RECORDS PROVIDED Start Marker
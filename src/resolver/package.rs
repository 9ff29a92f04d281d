use std::{
    fs,
    path::{Path, PathBuf},
};

use crate::error::Result;

/// Module name for a file or package directory: `io.linux.c` and `io/` are
/// both `io`.
pub fn module_name(path: &Path) -> String {
    let file = path
        .file_name()
        .map(|f| f.to_string_lossy().into_owned())
        .unwrap_or_default();
    file.split('.').next().unwrap_or_default().to_string()
}

/// Whether `file_name` belongs to a package built for `os`: `name.c` always,
/// `name.<os>.c` only for a matching tag.
pub fn is_member(file_name: &str, os: &str) -> bool {
    let Some(stem) = file_name.strip_suffix(".c") else {
        return false;
    };
    let mut parts = stem.split('.');
    match (parts.next(), parts.next(), parts.next()) {
        (Some(name), None, None) => !name.is_empty(),
        (Some(name), Some(tag), None) => !name.is_empty() && tag == os,
        _ => false,
    }
}

/// The active source files of a package directory, sorted by file name.
pub fn members(dir: &Path, os: &str) -> Result<Vec<PathBuf>> {
    let mut files = vec![];
    for entry in fs::read_dir(dir)? {
        let entry = entry?;
        if !entry.file_type()?.is_file() {
            continue;
        }
        let name = entry.file_name();
        if is_member(&name.to_string_lossy(), os) {
            files.push(entry.path());
        }
    }
    files.sort();
    log::debug!("package {} ({}): {:?}", dir.display(), os, files);
    Ok(files)
}

#[cfg(test)]
mod tests {
    use super::*;
    use test_log::test;

    #[test]
    fn member_suffix_convention() {
        assert!(is_member("io.c", "linux"));
        assert!(is_member("io.linux.c", "linux"));
        assert!(!is_member("io.windows.c", "linux"));
        assert!(!is_member("io.h", "linux"));
        assert!(!is_member("io.a.b.c", "linux"));
        assert!(!is_member(".c", "linux"));
    }

    #[test]
    fn module_names() {
        assert_eq!(module_name(Path::new("/lib/io.linux.c")), "io");
        assert_eq!(module_name(Path::new("/lib/collections")), "collections");
    }

    #[test]
    fn members_are_filtered_and_sorted() {
        let dir = tempfile::tempdir().unwrap();
        for name in ["b.c", "a.c", "a.macos.c", "a.linux.c", "notes.txt"] {
            fs::write(dir.path().join(name), "").unwrap();
        }
        let found = members(dir.path(), "linux").unwrap();
        let names = found
            .iter()
            .map(|p| p.file_name().unwrap().to_string_lossy().into_owned())
            .collect::<Vec<_>>();
        assert_eq!(names, vec!["a.c", "a.linux.c", "b.c"]);
    }
}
RECORDS PROVIDED End Marker
WHAT YOU ARE ASKED TO DO:
Will you return exactly the lines above from the one with "#[cfg(test)]" down to the one with "let dir = tempfile::tempdir().unwrap();", counting both as part of the range?

TASK RESPONSE:
#[cfg(test)]
mod tests {
    use super::*;
    use test_log::test;

    #[test]
    fn member_suffix_convention() {
        assert!(is_member("io.c", "linux"));
        assert!(is_member("io.linux.c", "linux"));
        assert!(!is_member("io.windows.c", "linux"));
        assert!(!is_member("io.h", "linux"));
        assert!(!is_member("io.a.b.c", "linux"));
        assert!(!is_member(".c", "linux"));
    }

    #[test]
    fn module_names() {
        assert_eq!(module_name(Path::new("/lib/io.linux.c")), "io");
        assert_eq!(module_name(Path::new("/lib/collections")), "collections");
    }

    #[test]
    fn members_are_filtered_and_sorted() {
        let dir = tempfile::tempdir().unwrap();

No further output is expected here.